Logo

Appendix: Minimal Data Structures (Manifest/Chunk/State)

This appendix provides minimal data-structure recommendations for “parallel chunking + resumable transfer + idempotent retries”. The goal is to enable high-throughput concurrency and reliable recovery after failures—without complex transactions.

General principles

  • Large objects vs. small state: chunks/manifest are large objects stored in object storage; state is small and stored in a state store.
  • Unique keys and idempotency: a chunk MUST be uniquely addressable by (transferId, fileId, chunkIndex) for idempotent retransmissions.
  • Recoverability: state MUST express the “completed set” so recovery can skip completed parts.
  • No sensitive leakage: object keys and state SHOULD avoid embedding sensitive fields such as email or original filenames (whether these are encrypted depends on your privacy policy).

A.1 Manifest minimal fields

The manifest is the receiver’s “single entry point” for download and reassembly.
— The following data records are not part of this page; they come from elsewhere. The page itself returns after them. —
//! The two public operations, wired together.
//!
//! ```text
//! summarize(url)
//!   resolve ─► cache lookup ─┬─ summary present ─────────────────► response (cached)
//!                            ├─ entry without summary ─┐
//!                            └─ miss ─► fetch ─► chunk ┴─► map ─► reduce ─► store ─► response
//!
//! search(query, source, max_results)
//!   aggregator ─► per-source connectors ─► interleave ─► response
//! ```
//!
//! The cache is the only state shared between calls. Whatever was computed
//! before a failure (fetched article, chunks, partial summaries) is stored,
//! so retrying the same URL resumes instead of starting over.

use anyhow::Result;
use chrono::Utc;
use std::sync::Arc;

use crate::cache::{CacheEntry, FingerprintCache};
use crate::chunk::chunk_text;
use crate::config::Config;
use crate::embedding::{create_provider, embed_one, EmbeddingProvider};
use crate::error::DigestError;
use crate::fetch::Fetcher;
use crate::llm::{create_model, UnconfiguredModel};
use crate::models::{
    ArticleKey, ArticleView, Limitation, RelatedArticle, SearchResponse, SourceSelector,
    SummarizeResponse, SummaryRecord,
};
use crate::resolve::resolve_url;
use crate::search::SearchAggregator;
use crate::summarize::Summarizer;
use crate::traits::{ConnectorRegistry, LanguageModel};

pub struct Digest {
    config: Config,
    fetcher: Fetcher,
    cache: Arc<FingerprintCache>,
    summarizer: Summarizer,
    aggregator: SearchAggregator,
    embedder: Option<Arc<dyn EmbeddingProvider>>,
}

impl Digest {
    /// Assemble from explicit parts. Embeddings stay off until
    /// [`with_embedder`](Self::with_embedder) is called.
    pub fn new(
        config: Config,
        registry: Arc<ConnectorRegistry>,
        model: Arc<dyn LanguageModel>,
        cache: Arc<FingerprintCache>,
    ) -> Self {
        Self {
            fetcher: Fetcher::new(registry.clone(), &config.fetch),
            summarizer: Summarizer::new(model, &config.llm),
            aggregator: SearchAggregator::new(registry, &config.search),
            cache,
            embedder: None,
            config,
        }
    }

    pub fn with_embedder(mut self, embedder: Arc<dyn EmbeddingProvider>) -> Self {
        self.embedder = Some(embedder);
        self
    }

    /// Build the production stack: built-in connectors, the configured
    /// model, the cache (restoring its snapshot) and optional embeddings.
    pub fn from_config(config: Config) -> Result<Self> {
        let registry = Arc::new(ConnectorRegistry::with_builtins(&config)?);
        let model = match create_model(&config.llm) {
            Ok(model) => model,
            Err(e) => {
                tracing::warn!(error = %e, "language model not configured; summarize will fail");
                Arc::new(UnconfiguredModel::new(config.llm.model.clone(), e.to_string()))
            }
        };
        let cache = Arc::new(FingerprintCache::open(&config.cache)?);
        let embedder = if config.embedding.is_enabled() {
            Some(create_provider(&config.embedding)?)
        } else {
            None
        };

        let mut digest = Self::new(config, registry, model, cache);
        digest.embedder = embedder;
        tracing::info!(
            model = digest.summarizer.model_name(),
            embeddings = digest.embedder.is_some(),
            "digest service ready"
        );
        Ok(digest)
    }

    pub fn config(&self) -> &Config {
        &self.config
    }

    pub fn cache(&self) -> &Arc<FingerprintCache> {
        &self.cache
    }

    /// Summarize the article behind `url`.
    ///
    /// A cached summary is returned without any network call.
    pub async fn summarize(&self, url: &str) -> Result<SummarizeResponse, DigestError> {
        let key = resolve_url(url)?;

        let previous = self.cache.lookup(&key);
        if let Some(entry) = &previous {
            if let Some(summary) = &entry.summary {
                tracing::info!(article = %key, "summary cache hit");
                return Ok(SummarizeResponse {
                    article: ArticleView::from(&entry.article),
                    summary: summary.summary_text.clone(),
                    key_concepts: summary.key_concepts.clone(),
                    limitations: entry.limitations.clone(),
                    cached: true,
                });
            }
        }

        let mut entry = match previous {
            Some(entry) => {
                tracing::info!(article = %key, "resuming from cached partial state");
                let mut entry = entry.as_ref().clone();
                entry.limitations.retain(|l| matches!(l, Limitation::AbstractOnly));
                entry
            }
            None => self.prepare(&key).await?,
        };

        let outcome = self
            .summarizer
            .summarize(&entry.chunks, &mut entry.partials)
            .await;
        let outcome = match outcome {
            Ok(outcome) => outcome,
            Err(e) => {
                self.cache.store(key, entry);
                return Err(e);
            }
        };

        entry.limitations.extend(outcome.limitations);
        entry.summary_vector = self.embed_summary(&key, &outcome.summary).await;
        entry.summary = Some(SummaryRecord {
            article_id: entry.article.id.clone(),
            summary_text: outcome.summary,
            key_concepts: outcome.key_concepts,
            created_at: Utc::now(),
        });

        let stored = self.cache.store(key.clone(), entry);
        tracing::info!(
            article = %key,
            chunks = stored.chunks.len(),
            limitations = stored.limitations.len(),
            "article summarized"
        );

        let summary = stored.summary.as_ref();
        Ok(SummarizeResponse {
            article: ArticleView::from(&stored.article),
            summary: summary.map(|s| s.summary_text.clone()).unwrap_or_default(),
            key_concepts: summary.map(|s| s.key_concepts.clone()).unwrap_or_default(),
            limitations: stored.limitations.clone(),
            cached: false,
        })
    }

    /// Fetch and chunk an article that has never been seen.
    async fn prepare(&self, key: &ArticleKey) -> Result<CacheEntry, DigestError> {
        tracing::info!(article = %key, "summary cache miss");
        let article = self.fetcher.fetch_article(key).await?;
        let chunks = chunk_text(
            &article.id,
            &article.summarization_input(),
            &self.config.chunking,
        );
        tracing::debug!(article = %key, chunks = chunks.len(), "article chunked");

        let abstract_only = !article.has_full_text();
        let mut entry = CacheEntry::new(article, chunks);
        if abstract_only {
            entry.limitations.push(Limitation::AbstractOnly);
        }
        Ok(entry)
    }

    async fn embed_summary(&self, key: &ArticleKey, summary: &str) -> Option<Vec<f32>> {
        let embedder = self.embedder.as_ref()?;
        match embed_one(embedder.as_ref(), summary).await {
            Ok(vector) => Some(vector),
            Err(e) => {
                let error = format!("{:#}", e);
                tracing::warn!(article = %key, %error, "summary embedding failed");
                None
            }
        }
    }

    /// Keyword search across one or both repositories.
    pub async fn search(
        &self,
        query: &str,
        selector: SourceSelector,
        max_results: usize,
    ) -> Result<SearchResponse, DigestError> {
        self.aggregator.search(query, selector, max_results).await
    }

    /// Cached articles whose summaries are most similar to the summary of
    /// the article behind `url`. The article itself is excluded.
    ///
    /// # Errors
    ///
    /// [`DigestError::InvalidRequest`] when embeddings are disabled or the
    /// article has no embedded summary in the cache yet.
    pub async fn related(&self, url: &str, k: usize) -> Result<Vec<RelatedArticle>, DigestError> {
        let key = resolve_url(url)?;
        if self.embedder.is_none() {
            return Err(DigestError::InvalidRequest(
                "related articles require embeddings; set [embedding] provider in config"
                    .to_string(),
            ));
        }
        let vector = self
            .cache
            .lookup(&key)
            .and_then(|e| e.summary_vector.clone())
            .ok_or_else(|| {
                DigestError::InvalidRequest(format!(
                    "{} has no cached summary embedding; summarize it first",
                    key
                ))
            })?;

        Ok(self
            .cache
            .nearest(&vector, k.saturating_add(1))
            .into_iter()
            .filter(|n| n.key != key)
            .take(k)
            .map(|n| RelatedArticle {
                article: ArticleView::from(&n.entry.article),
                score: n.score,
            })
            .collect())
    }

    /// Drop the cached state for the article behind `url`, summary and
    /// partials alike. Returns whether anything was cached.
    pub fn forget(&self, url: &str) -> Result<bool, DigestError> {
        let key = resolve_url(url)?;
        let removed = self.cache.remove(&key).is_some();
        tracing::info!(article = %key, removed, "forgot cached article");
        Ok(removed)
    }

    /// Persist the cache snapshot, if configured.
    pub fn shutdown(&self) -> Result<()> {
        self.cache.shutdown()
    }
}
//! Process-wide tracing initialization.
//!
//! One-shot `tracing_subscriber` setup so every stage span the orchestrator
//! opens (see `orchestrator::stage_span`) lands somewhere. Controlled by the
//! standard `RUST_LOG` filter, defaulting to `info` when unset.

use std::sync::Once;

use tracing_subscriber::EnvFilter;

static INIT: Once = Once::new();

/// Installs a global `fmt` subscriber. Safe to call more than once; only the
/// first call takes effect.
pub fn init() {
    INIT.call_once(|| {
        let filter = EnvFilter::try_from_default_env().unwrap_or_else(|_| EnvFilter::new("info"));
        let _ = tracing_subscriber::fmt().with_env_filter(filter).with_target(false).try_init();
    });
}
use std::fs;
use std::path::PathBuf;

use iac_synth::config_builder::LayerFiles;
use iac_synth::orchestrator::{PipelinePaths, SynthesizeOptions};

/// Builds pipeline paths rooted at the checked-in `assets/` fixture tree,
/// with `environments/` and the logical-id map redirected into a scratch
/// tempdir so tests never write into the fixture tree itself.
pub fn fixture_paths(scratch: &std::path::Path) -> PipelinePaths {
    let environment_defaults_dir = scratch.join("environments");
    fs::create_dir_all(&environment_defaults_dir).expect("scratch environments dir");

    PipelinePaths {
        components_root: PathBuf::from("assets/components"),
        base_schema_path: PathBuf::from("assets/schema/base_manifest.schema.json"),
        layer_files: LayerFiles {
            platform_defaults_dir: PathBuf::from("assets/config"),
            environment_defaults_dir,
            policies_dir: PathBuf::from("assets/policies"),
        },
        logical_id_map_path: scratch.join("logical-id-map.json"),
    }
}

pub fn options(scratch: &std::path::Path) -> SynthesizeOptions {
    SynthesizeOptions::new(fixture_paths(scratch), "us-east-1", "111122223333")
}

pub fn write_environment_default(scratch: &std::path::Path, environment: &str, yaml: &str) {
    let path = scratch.join("environments").join(format!("{environment}.yml"));
    fs::create_dir_all(path.parent().unwrap()).unwrap();
    fs::write(path, yaml).unwrap();
}
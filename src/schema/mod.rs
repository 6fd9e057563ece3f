pub mod composer;
pub mod validator;

pub use composer::{CachedMasterSchema, SchemaComposer};
pub use validator::{validate_manifest, ValidatorFallback};
//! Resolver Engine.
//!
//! Computes the component dependency graph from `binds[]`, produces a
//! topological order (ties broken by manifest declaration order), then
//! drives each component's synthesis followed by the Binder Registry's
//! wiring pass. Uses Kahn's algorithm with deterministic indegree tracking
//! and an explicit tie-break, not an unordered `HashSet` frontier.

use std::collections::{BTreeMap, BinaryHeap};
use std::cmp::Reverse;

use indexmap::IndexMap;

use crate::capability::{BindContext, BinderRegistry};
use crate::component::{Component, ComponentCatalog};
use crate::config_builder::EffectiveConfig;
use crate::context::ComponentContext;
use crate::diagnostics::{Diagnostic, DiagnosticReport, Severity};
use crate::error::{Result, SynthesisError};
use crate::manifest::Manifest;

/// One binder's outcome, attributed back to the directive that produced it.
#[derive(Debug, Clone)]
pub struct AppliedBinding {
    pub from: String,
    pub to: String,
    pub capability: String,
    pub success: bool,
}

/// Everything the Resolver Engine produces for the orchestrator to carry
/// into logical-ID preservation and plan emission.
pub struct ResolveOutcome {
    /// Topological synthesis order (component names).
    pub order: Vec<String>,
    pub components: IndexMap<String, Box<dyn Component>>,
    /// Per-component environment variables injected by binders that target it
    /// as a *source*.
    pub environment_variables: IndexMap<String, IndexMap<String, String>>,
    pub applied_bindings: Vec<AppliedBinding>,
}

/// Whether a binding failure aborts the pipeline or is merely recorded as a
/// plan-level diagnostic.
#[derive(Debug, Clone, Copy, PartialEq, Eq)]
pub enum BindingFailurePolicy {
    Fatal,
    Degraded,
}

pub struct ResolverEngine<'a> {
    pub catalog: &'a ComponentCatalog,
    pub binder_registry: &'a BinderRegistry,
    pub binding_failure_policy: BindingFailurePolicy,
}

impl<'a> ResolverEngine<'a> {
    pub fn new(catalog: &'a ComponentCatalog, binder_registry: &'a BinderRegistry, binding_failure_policy: BindingFailurePolicy) -> Self {
        Self { catalog, binder_registry, binding_failure_policy }
    }

    /// Runs the full resolve: topological sort, per-component synthesis,
    /// then binder execution in `binds[]` declared order.
    pub fn resolve(
        &self,
        manifest: &Manifest,
        contexts: &IndexMap<String, ComponentContext>,
        effective_configs: &IndexMap<String, EffectiveConfig>,
        report: &mut DiagnosticReport,
    ) -> Result<ResolveOutcome> {
        let order = topological_order(manifest)?;

        let mut components: IndexMap<String, Box<dyn Component>> = IndexMap::new();
        for name in &order {
            let spec = manifest.components.iter().find(|c| &c.name == name).expect("name from manifest");
            let mut component = self
                .catalog
                .create(&spec.component_type)
                .ok_or_else(|| SynthesisError::Reference {
                    message: format!("unknown component type '{}'", spec.component_type),
                    suggestion: None,
                })?;
            let ctx = contexts.get(name).expect("context hydrated for every component");
            let config = effective_configs.get(name).expect("config built for every component");
            component.synth(ctx, config)?;
            components.insert(name.clone(), component);
        }

        let mut environment_variables: IndexMap<String, IndexMap<String, String>> = IndexMap::new();
        let mut applied_bindings = Vec::with_capacity(manifest.binds.len());

        for binding in &manifest.binds {
            let from_type = &manifest.components.iter().find(|c| c.name == binding.from).expect("validated by reference checks").component_type;
            let from_handles = components.get(&binding.from).map(|c| c.constructs().clone()).unwrap_or_default();
            let to_handles = components.get(&binding.to).map(|c| c.constructs().clone()).unwrap_or_default();

            let Some(strategy) = self.binder_registry.find(from_type, &binding.capability) else {
                return Err(SynthesisError::Binding(format!(
                    "no binding strategy for '{}' -> '{}' despite passing reference validation",
                    from_type, binding.capability
                )));
            };

            let ctx = BindContext {
                from_component: &binding.from,
                to_component: &binding.to,
                from_handles: &from_handles,
                to_handles: &to_handles,
                access: binding.access,
                env_remap: &binding.env,
                options: &binding.options,
                compliance_framework: manifest.compliance_framework,
            };

            let result = strategy.bind(&ctx);
            applied_bindings.push(AppliedBinding {
                from: binding.from.clone(),
                to: binding.to.clone(),
                capability: binding.capability.clone(),
                success: result.metadata.success,
            });

            if !result.metadata.success {
                let elevates_beyond_support = !strategy.supported_access().contains(&binding.access);
                let is_fatal = elevates_beyond_support || self.binding_failure_policy == BindingFailurePolicy::Fatal;
                if is_fatal {
                    return Err(SynthesisError::Binding(
                        result.metadata.error.unwrap_or_else(|| format!("binding '{}' -> '{}' failed", binding.from, binding.to)),
                    ));
                }
                report.push(Diagnostic::new(
                    Severity::Medium,
                    "BindingDegraded",
                    format!("$.binds[?].from={}", binding.from),
                    result.metadata.error.unwrap_or_else(|| "binding failed".to_string()),
                ));
                continue;
            }

            environment_variables.entry(binding.from.clone()).or_default().extend(result.environment_variables);
        }

        Ok(ResolveOutcome { order, components, environment_variables, applied_bindings })
    }
}

/// Computes a topological order over the component dependency graph implied
/// by `binds[]`. Ties break by manifest declaration order; a cycle produces
/// `CyclicGraph` naming the cycle.
pub fn topological_order(manifest: &Manifest) -> Result<Vec<String>> {
    let declaration_index: BTreeMap<&str, usize> =
        manifest.components.iter().enumerate().map(|(i, c)| (c.name.as_str(), i)).collect();

    let mut indegree: BTreeMap<&str, usize> = declaration_index.keys().map(|name| (*name, 0usize)).collect();
    let mut dependents: BTreeMap<&str, Vec<&str>> = BTreeMap::new();

    for binding in &manifest.binds {
        if !declaration_index.contains_key(binding.from.as_str()) || !declaration_index.contains_key(binding.to.as_str()) {
            continue; // unknown references are caught by reference validation, not here
        }
        if binding.from == binding.to {
            continue; // self-loops are caught by reference validation
        }
        *indegree.get_mut(binding.from.as_str()).expect("checked above") += 1;
        dependents.entry(binding.to.as_str()).or_default().push(binding.from.as_str());
    }

    // Min-heap over declaration index gives deterministic tie-breaking
    // without needing a full lexicographic sort of component names.
    let mut ready: BinaryHeap<Reverse<usize>> =
        indegree.iter().filter(|(_, degree)| **degree == 0).map(|(name, _)| Reverse(declaration_index[name])).collect();

    let index_to_name: BTreeMap<usize, &str> = declaration_index.iter().map(|(name, i)| (*i, *name)).collect();

    let mut order = Vec::with_capacity(indegree.len());
    while let Some(Reverse(index)) = ready.pop() {
        let name = index_to_name[&index];
        order.push(name.to_string());
        if let Some(deps) = dependents.get(name) {
            for dependent in deps {
                let degree = indegree.get_mut(dependent).expect("known node");
                *degree -= 1;
                if *degree == 0 {
                    ready.push(Reverse(declaration_index[dependent]));
                }
            }
        }
    }

    if order.len() != indegree.len() {
        let cycle: Vec<String> = indegree.iter().filter(|(_, degree)| **degree > 0).map(|(name, _)| name.to_string()).collect();
        return Err(SynthesisError::CyclicGraph(cycle));
    }

    Ok(order)
}

#[cfg(test)]
mod tests {
    use super::*;
    use crate::manifest::{AccessMode, BindingDirective, ComponentSpec};
    use indexmap::IndexMap as Map;
    use serde_json::json;

    fn manifest_with(components: Vec<(&str, &str)>, binds: Vec<(&str, &str)>) -> Manifest {
        Manifest {
            service: "s".into(),
            owner: "o".into(),
            compliance_framework: crate::manifest::ComplianceFramework::Commercial,
            environment: "dev".into(),
            components: components
                .into_iter()
                .map(|(name, component_type)| ComponentSpec { name: name.into(), component_type: component_type.into(), config: json!({}) })
                .collect(),
            binds: binds
                .into_iter()
                .map(|(from, to)| BindingDirective {
                    from: from.into(),
                    to: to.into(),
                    capability: "db:postgres".into(),
                    access: AccessMode::Read,
                    env: Map::new(),
                    options: serde_json::Value::Null,
                })
                .collect(),
            triggers: Vec::new(),
            tags: Map::new(),
            extensions: serde_json::Value::Null,
        }
    }

    #[test]
    fn dependency_synthesizes_before_dependent() {
        let manifest = manifest_with(vec![("api", "lambda-api"), ("db", "db-postgres")], vec![("api", "db")]);
        let order = topological_order(&manifest).unwrap();
        assert_eq!(order, vec!["db".to_string(), "api".to_string()]);
    }

    #[test]
    fn ties_break_by_declaration_order() {
        let manifest = manifest_with(vec![("b", "lambda-api"), ("a", "lambda-api")], vec![]);
        let order = topological_order(&manifest).unwrap();
        assert_eq!(order, vec!["b".to_string(), "a".to_string()]);
    }

    #[test]
    fn cycle_is_reported() {
        let manifest = manifest_with(vec![("a", "lambda-api"), ("b", "lambda-api")], vec![("a", "b"), ("b", "a")]);
        let err = topological_order(&manifest).unwrap_err();
        assert!(matches!(err, SynthesisError::CyclicGraph(_)));
    }
}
Minimal recommendations:

  • manifestVersion: MUST. Used for compatibility upgrades (e.g., 1).
  • transferId: MUST. Unique transfer session identifier.
  • createdAt / expiresAt: SHOULD. For lifecycle handling and UI hints.
  • policy: SHOULD. A policy summary (download-count limits, password requirement, whether sharing-before-complete is allowed, etc.).
  • files[]: MUST. File list description (at minimum file sizes and chunk ranges).
  • chunking: MUST. Includes chunkSize and how chunkCount is computed, or per-file chunkCount.
  • objectKeyRule: MUST. Derive object keys from (transferId, fileId, chunkIndex), or provide an explicit mapping table.

A.1.1 Minimal files[] fields

  • fileId: MUST. Unique file identifier (do not use filename as the unique key).
  • size: MUST. Size in bytes.
  • mime: MAY. For display and download suggestions.
  • name: MAY. If you want strict zero-knowledge / minimal leakage, omit name or store an encrypted name.
  • chunkCount: MUST. Chunk count for this file.
  • chunkOffset: MAY. If multiple files share a global chunkIndex, an offset is needed; otherwise it can be omitted.

A.1.2 Integrity and verification fields (optional but recommended)

  • chunkHashes[]: SHOULD. Per-chunk verification (one or a combination of hash/length/etag).
  • fileHash: MAY. Whole-file checksum (verify after download).
  • ciphertextLength: MAY. Ciphertext-level length consistency checks (no plaintext needed).

A.2 Chunk objects: minimal constraints

  • Unique addressing: a chunk MUST be uniquely addressable by (transferId, fileId, chunkIndex).
  • Idempotent upload: re-uploading the same chunk MUST NOT break the final state (it may overwrite or be rejected, but behavior must be consistent).
  • Minimal metadata: the server MAY record only ciphertext length, write time, etag/version, etc., for observability and troubleshooting.

A.2.1 Object key rule (example)

  • /transfers/{transferId}/chunks/{fileId}/{chunkIndex}
  • /transfers/{transferId}/manifest

Constraint: object keys MUST support bulk cleanup by transferId prefix; object keys SHOULD avoid carrying sensitive business information.

A.3 State records: minimal fields

State answers “upload/download progress and recovery”. It should be small and fast to read/write.

  • transferId:MUST。
  • status: MUST. Suggested values: UPLOADING / READY / DELETED / EXPIRED.
  • uploadedSet: MUST. Completed chunk set; SHOULD be compressed with a bitmap / range-set.
  • uploadedBytes: SHOULD. For progress display and quota checks (can be derived from chunks, but maintaining it is faster).
  • downloadCount: MAY. If you enforce download-count limits, it must be recorded and updated atomically (details depend on your storage).
  • expiresAt: SHOULD. For expiry enforcement and background cleanup.

A.3.1 Minimal output for a recovery API

For resumable transfers, the server SHOULD be able to return:

  • Transfer status (UPLOADING/READY/DELETED/EXPIRED)
  • uploadedSet (completed chunk set)
  • Policy summary (e.g., over quota, expired, whether continuing upload is allowed)

Note: boundary vs. the Security & Privacy Whitepaper

  • This appendix only describes the “structures and constraints” needed for transfer/storage.
  • For encryption fields, how key material is carried/derived, and fail-closed behavior on authentication failures, refer to the Security & Privacy Whitepaper.